#### EXERCISE INSTRUCTIONS
Within the lines below, find those that hold the string "PublicKey" and copy each one.

#### RECORDS PROVIDED

//! Shared table of authenticated sessions.
//!
//! The registry only indexes sessions. Each session's own task owns the
//! connection and is the one that tears it down; the registry can merely ask
//! it to close.

use std::collections::HashMap;
use std::sync::{Arc, RwLock, RwLockReadGuard, RwLockWriteGuard};

use tokio::sync::{mpsc, Notify};
use tracing::debug;
use uuid::Uuid;

use crate::crypto::PublicKey;

/// Lookup handle for one live session
#[derive(Clone)]
pub struct SessionHandle {
    inner: Arc<HandleInner>,
}

struct HandleInner {
    name: String,
    connection_id: Uuid,
    peer_key: PublicKey,
    outbox: mpsc::UnboundedSender<String>,
    close: Notify,
}

impl SessionHandle {
    pub fn new(
        name: impl Into<String>,
        connection_id: Uuid,
        peer_key: PublicKey,
        outbox: mpsc::UnboundedSender<String>,
    ) -> Self {
        Self {
            inner: Arc::new(HandleInner {
                name: name.into(),
                connection_id,
                peer_key,
                outbox,
                close: Notify::new(),
            }),
        }
    }

    pub fn name(&self) -> &str {
        &self.inner.name
    }

    pub fn connection_id(&self) -> Uuid {
        self.inner.connection_id
    }

    pub fn peer_key(&self) -> &PublicKey {
        &self.inner.peer_key
    }

    /// Encrypt `text` under this peer's key and queue it.
    ///
    /// Failures are swallowed; a dead recipient is noticed by its own reader.
    pub fn send(&self, text: &str) -> bool {
        let line = match self.inner.peer_key.encrypt(text) {
            Ok(line) => line,
            Err(e) => {
                debug!(to = %self.inner.name, error = %e, "dropping undeliverable message");
                return false;
            }
        };
        self.inner.outbox.send(line).is_ok()
    }

    /// Ask the owning session to close its connection
    pub fn close(&self) {
        self.inner.close.notify_one();
    }

    /// Resolves once `close` has been requested
    pub async fn closed(&self) {
        self.inner.close.notified().await
    }

    pub fn same_session(&self, other: &SessionHandle) -> bool {
        self.inner.connection_id == other.inner.connection_id
    }
}

impl std::fmt::Debug for SessionHandle {
    fn fmt(&self, f: &mut std::fmt::Formatter<'_>) -> std::fmt::Result {
        f.debug_struct("SessionHandle")
            .field("name", &self.inner.name)
            .field("connection_id", &self.inner.connection_id)
            .finish()
    }
}

/// Name → live session mapping; names are unique at all times
#[derive(Clone, Default)]
pub struct SessionRegistry {
    sessions: Arc<RwLock<HashMap<String, SessionHandle>>>,
}

impl SessionRegistry {
    pub fn new() -> Self {
        Self::default()
    }

    /// Insert unless the name is taken; a collision hands the handle back
    pub fn try_insert(&self, handle: SessionHandle) -> Result<(), SessionHandle> {
        let mut sessions = self.write();
        if sessions.contains_key(handle.name()) {
            return Err(handle);
        }
        sessions.insert(handle.name().to_string(), handle);
        Ok(())
    }

    pub fn remove(&self, name: &str) -> Option<SessionHandle> {
        self.write().remove(name)
    }

    /// Remove `handle`'s entry only if it still belongs to that same session
    pub fn remove_session(&self, handle: &SessionHandle) -> bool {
        let mut sessions = self.write();
        match sessions.get(handle.name()) {
            Some(current) if current.same_session(handle) => {
                sessions.remove(handle.name());
                true
            }
            _ => false,
        }
    }

    pub fn get(&self, name: &str) -> Option<SessionHandle> {
        self.read().get(name).cloned()
    }

    pub fn contains(&self, name: &str) -> bool {
        self.read().contains_key(name)
    }

    /// Sorted names of all live sessions
    pub fn names(&self) -> Vec<String> {
        let mut names: Vec<String> = self.read().keys().cloned().collect();
        names.sort();
        names
    }

    /// Point-in-time copy of every handle
    pub fn snapshot(&self) -> Vec<SessionHandle> {
        self.read().values().cloned().collect()
    }

    pub fn len(&self) -> usize {
        self.read().len()
    }

    pub fn is_empty(&self) -> bool {
        self.read().is_empty()
    }

    /// Deliver `text` to every session except `except`; returns recipients reached
    pub fn broadcast(&self, text: &str, except: Option<Uuid>) -> usize {
        self.snapshot()
            .iter()
            .filter(|handle| Some(handle.connection_id()) != except)
            .filter(|handle| handle.send(text))
            .count()
    }

    fn read(&self) -> RwLockReadGuard<'_, HashMap<String, SessionHandle>> {
        self.sessions.read().unwrap_or_else(|poisoned| poisoned.into_inner())
    }

    fn write(&self) -> RwLockWriteGuard<'_, HashMap<String, SessionHandle>> {
        self.sessions.write().unwrap_or_else(|poisoned| poisoned.into_inner())
    }
}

#### TASK RESULT
use crate::crypto::PublicKey;
    peer_key: PublicKey,
        peer_key: PublicKey,
    pub fn peer_key(&self) -> &PublicKey {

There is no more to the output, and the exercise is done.